• [Exercise aim]
Copy the records below without altering a single word.

• [Information provided]
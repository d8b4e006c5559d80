pub mod batch;
pub mod catalog;
pub mod error;
pub mod indicators;
pub mod model;
pub mod ports;
pub mod timeline;

pub use batch::{BatchSample, BatchSimulator, BatchSummary, SamplingRanges, UniformRange};
pub use catalog::{Preset, Resolved};
pub use error::RiskError;
pub use indicators::{Indicator, IndicatorOverrides, IndicatorRange, IndicatorSet};
pub use model::{score, RiskCoefficients, RiskModel, Scorer};
pub use ports::report_sink::{ExportError, ReportSink};
pub use timeline::{TimelinePoint, TimelineSimulator, YearRange};
use anyhow::Result;
use clap::Args;

use risk_engine::domain::catalog::{self, COUNTRIES};
use risk_engine::domain::{score, IndicatorSet};

use crate::ui::{self, table, Icon};

#[derive(Args, Debug)]
pub struct PresetsCommand {
    /// Only list scenario presets
    #[arg(long, conflicts_with = "countries")]
    pub scenarios: bool,

    /// Only list country profiles
    #[arg(long)]
    pub countries: bool,
}

impl PresetsCommand {
    pub fn execute(self) -> Result<()> {
        if !self.countries {
            let rows: Vec<(&str, IndicatorSet, f64)> = catalog::scenario_names()
                .into_iter()
                .map(|name| {
                    let set = catalog::scenario_preset(name);
                    (name, set, score(&set))
                })
                .collect();
            ui::heading(Icon::Globe, "Scenario presets");
            ui::println(table::presets(&rows).to_string());
        }

        if !self.scenarios {
            let rows: Vec<(&str, IndicatorSet, f64)> = COUNTRIES
                .iter()
                .map(|p| (p.name, p.indicators, score(&p.indicators)))
                .collect();
            ui::heading(Icon::Globe, "Country profiles");
            ui::println(table::presets(&rows).to_string());
        }
        Ok(())
    }
}
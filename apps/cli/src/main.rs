pub mod commands;
pub mod core;
pub mod ui;

use clap::{Parser, Subcommand};
use std::path::PathBuf;
use std::process::ExitCode;

use commands::batch::BatchCommand;
use commands::countries::CountriesCommand;
use commands::export::ExportCommand;
use commands::presets::PresetsCommand;
use commands::score::ScoreCommand;
use commands::timeline::TimelineCommand;
use crate::core::config::ConfigStore;

#[derive(Parser)]
#[command(name = "conflict-risk")]
#[command(about = "Score and simulate geopolitical conflict risk", long_about = None)]
#[command(version)]
struct Cli {
    /// Config file (defaults to ~/.conflict-risk/config.toml)
    #[arg(long, global = true)]
    config: Option<PathBuf>,

    /// More log output (-v info, -vv debug, -vvv trace)
    #[arg(short, long, action = clap::ArgAction::Count, global = true)]
    verbose: u8,

    /// Only log errors
    #[arg(short, long, global = true, conflicts_with = "verbose")]
    quiet: bool,

    #[command(subcommand)]
    command: Commands,
}

#[derive(Subcommand)]
enum Commands {
    /// List scenario presets and country profiles
    Presets(PresetsCommand),
    /// Score a preset, optionally overriding indicators
    Score(ScoreCommand),
    /// Compare risk across the country profiles
    Countries(CountriesCommand),
    /// Simulate risk year by year with random drift
    Timeline(TimelineCommand),
    /// Score a batch of randomly sampled scenarios
    Batch(BatchCommand),
    /// Write the scenario and its timeline to CSV files
    Export(ExportCommand),
}

fn run(cli: Cli) -> anyhow::Result<()> {
    let store = ConfigStore::new(cli.config);
    if let Some(path) = store.path() {
        tracing::debug!(path = %path.display(), "config location");
    }
    let config = store.load()?;

    match cli.command {
        Commands::Presets(cmd) => cmd.execute(),
        Commands::Score(cmd) => cmd.execute(),
        Commands::Countries(cmd) => cmd.execute(),
        Commands::Timeline(cmd) => cmd.execute(&config),
        Commands::Batch(cmd) => cmd.execute(&config),
        Commands::Export(cmd) => cmd.execute(&config),
    }
}

fn main() -> ExitCode {
    let cli = Cli::parse();
    crate::core::logging::init(cli.verbose, cli.quiet);

    match run(cli) {
        Ok(()) => ExitCode::SUCCESS,
        Err(err) => {
            crate::core::error::report(&err);
            ExitCode::FAILURE
        }
    }
}

#[cfg(test)]
mod tests {
    use super::*;
    use clap::CommandFactory;

    #[test]
    fn test_cli_definition_is_valid() {
        Cli::command().debug_assert();
    }

    #[test]
    fn test_parses_overrides() {
        let cli = Cli::try_parse_from([
            "conflict-risk",
            "score",
            "--preset",
            "Energy Crisis",
            "--gti",
            "140",
            "--afs",
            "3",
        ])
        .unwrap();

        let Commands::Score(cmd) = cli.command else {
            panic!("expected score");
        };
        let overrides = cmd.scenario.overrides();
        assert_eq!(cmd.scenario.preset, "Energy Crisis");
        assert_eq!(overrides.gti, Some(140.0));
        assert_eq!(overrides.afs, Some(3.0));
        assert_eq!(overrides.twsi, None);
    }

    #[test]
    fn test_afs_must_be_an_integer() {
        assert!(Cli::try_parse_from(["conflict-risk", "score", "--afs", "1.5"]).is_err());
    }

    #[test]
    fn test_global_flags_after_subcommand() {
        let cli = Cli::try_parse_from(["conflict-risk", "batch", "-n", "10", "-vv"]).unwrap();
        assert_eq!(cli.verbose, 2);
        let Commands::Batch(cmd) = cli.command else {
            panic!("expected batch");
        };
        assert_eq!(cmd.count, Some(10));
    }
}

• [Task output]
repository d8b4e006c5559d80
pub mod batch;
pub mod catalog;
pub mod error;
pub mod indicators;
pub mod model;
pub mod ports;
pub mod timeline;

pub use batch::{BatchSample, BatchSimulator, BatchSummary, SamplingRanges, UniformRange};
pub use catalog::{Preset, Resolved};
pub use error::RiskError;
pub use indicators::{Indicator, IndicatorOverrides, IndicatorRange, IndicatorSet};
pub use model::{score, RiskCoefficients, RiskModel, Scorer};
pub use ports::report_sink::{ExportError, ReportSink};
pub use timeline::{TimelinePoint, TimelineSimulator, YearRange};
use anyhow::Result;
use clap::Args;

use risk_engine::domain::catalog::{self, COUNTRIES};
use risk_engine::domain::{score, IndicatorSet};

use crate::ui::{self, table, Icon};

#[derive(Args, Debug)]
pub struct PresetsCommand {
    /// Only list scenario presets
    #[arg(long, conflicts_with = "countries")]
    pub scenarios: bool,

    /// Only list country profiles
    #[arg(long)]
    pub countries: bool,
}

impl PresetsCommand {
    pub fn execute(self) -> Result<()> {
        if !self.countries {
            let rows: Vec<(&str, IndicatorSet, f64)> = catalog::scenario_names()
                .into_iter()
                .map(|name| {
                    let set = catalog::scenario_preset(name);
                    (name, set, score(&set))
                })
                .collect();
            ui::heading(Icon::Globe, "Scenario presets");
            ui::println(table::presets(&rows).to_string());
        }

        if !self.scenarios {
            let rows: Vec<(&str, IndicatorSet, f64)> = COUNTRIES
                .iter()
                .map(|p| (p.name, p.indicators, score(&p.indicators)))
                .collect();
            ui::heading(Icon::Globe, "Country profiles");
            ui::println(table::presets(&rows).to_string());
        }
        Ok(())
    }
}
filename apps/cli/src/main.rs
pub mod commands;
pub mod core;
pub mod ui;

use clap::{Parser, Subcommand};
use std::path::PathBuf;
use std::process::ExitCode;

use commands::batch::BatchCommand;
use commands::countries::CountriesCommand;
use commands::export::ExportCommand;
use commands::presets::PresetsCommand;
use commands::score::ScoreCommand;
use commands::timeline::TimelineCommand;
use crate::core::config::ConfigStore;

#[derive(Parser)]
#[command(name = "conflict-risk")]
#[command(about = "Score and simulate geopolitical conflict risk", long_about = None)]
#[command(version)]
struct Cli {
    /// Config file (defaults to ~/.conflict-risk/config.toml)
    #[arg(long, global = true)]
    config: Option<PathBuf>,

    /// More log output (-v info, -vv debug, -vvv trace)
    #[arg(short, long, action = clap::ArgAction::Count, global = true)]
    verbose: u8,

    /// Only log errors
    #[arg(short, long, global = true, conflicts_with = "verbose")]
    quiet: bool,

    #[command(subcommand)]
    command: Commands,
}

#[derive(Subcommand)]
enum Commands {
    /// List scenario presets and country profiles
    Presets(PresetsCommand),
    /// Score a preset, optionally overriding indicators
    Score(ScoreCommand),
    /// Compare risk across the country profiles
    Countries(CountriesCommand),
    /// Simulate risk year by year with random drift
    Timeline(TimelineCommand),
    /// Score a batch of randomly sampled scenarios
    Batch(BatchCommand),
    /// Write the scenario and its timeline to CSV files
    Export(ExportCommand),
}

fn run(cli: Cli) -> anyhow::Result<()> {
    let store = ConfigStore::new(cli.config);
    if let Some(path) = store.path() {
        tracing::debug!(path = %path.display(), "config location");
    }
    let config = store.load()?;

    match cli.command {
        Commands::Presets(cmd) => cmd.execute(),
        Commands::Score(cmd) => cmd.execute(),
        Commands::Countries(cmd) => cmd.execute(),
        Commands::Timeline(cmd) => cmd.execute(&config),
        Commands::Batch(cmd) => cmd.execute(&config),
        Commands::Export(cmd) => cmd.execute(&config),
    }
}

fn main() -> ExitCode {
    let cli = Cli::parse();
    crate::core::logging::init(cli.verbose, cli.quiet);

    match run(cli) {
        Ok(()) => ExitCode::SUCCESS,
        Err(err) => {
            crate::core::error::report(&err);
            ExitCode::FAILURE
        }
    }
}

#[cfg(test)]
mod tests {
    use super::*;
    use clap::CommandFactory;

    #[test]
    fn test_cli_definition_is_valid() {
        Cli::command().debug_assert();
    }

    #[test]
    fn test_parses_overrides() {
        let cli = Cli::try_parse_from([
            "conflict-risk",
            "score",
            "--preset",
            "Energy Crisis",
            "--gti",
            "140",
            "--afs",
            "3",
        ])
        .unwrap();

        let Commands::Score(cmd) = cli.command else {
            panic!("expected score");
        };
        let overrides = cmd.scenario.overrides();
        assert_eq!(cmd.scenario.preset, "Energy Crisis");
        assert_eq!(overrides.gti, Some(140.0));
        assert_eq!(overrides.afs, Some(3.0));
        assert_eq!(overrides.twsi, None);
    }

    #[test]
    fn test_afs_must_be_an_integer() {
        assert!(Cli::try_parse_from(["conflict-risk", "score", "--afs", "1.5"]).is_err());
    }

    #[test]
    fn test_global_flags_after_subcommand() {
        let cli = Cli::try_parse_from(["conflict-risk", "batch", "-n", "10", "-vv"]).unwrap();
        assert_eq!(cli.verbose, 2);
        let Commands::Batch(cmd) = cli.command else {
            panic!("expected batch");
        };
        assert_eq!(cmd.count, Some(10));
    }
}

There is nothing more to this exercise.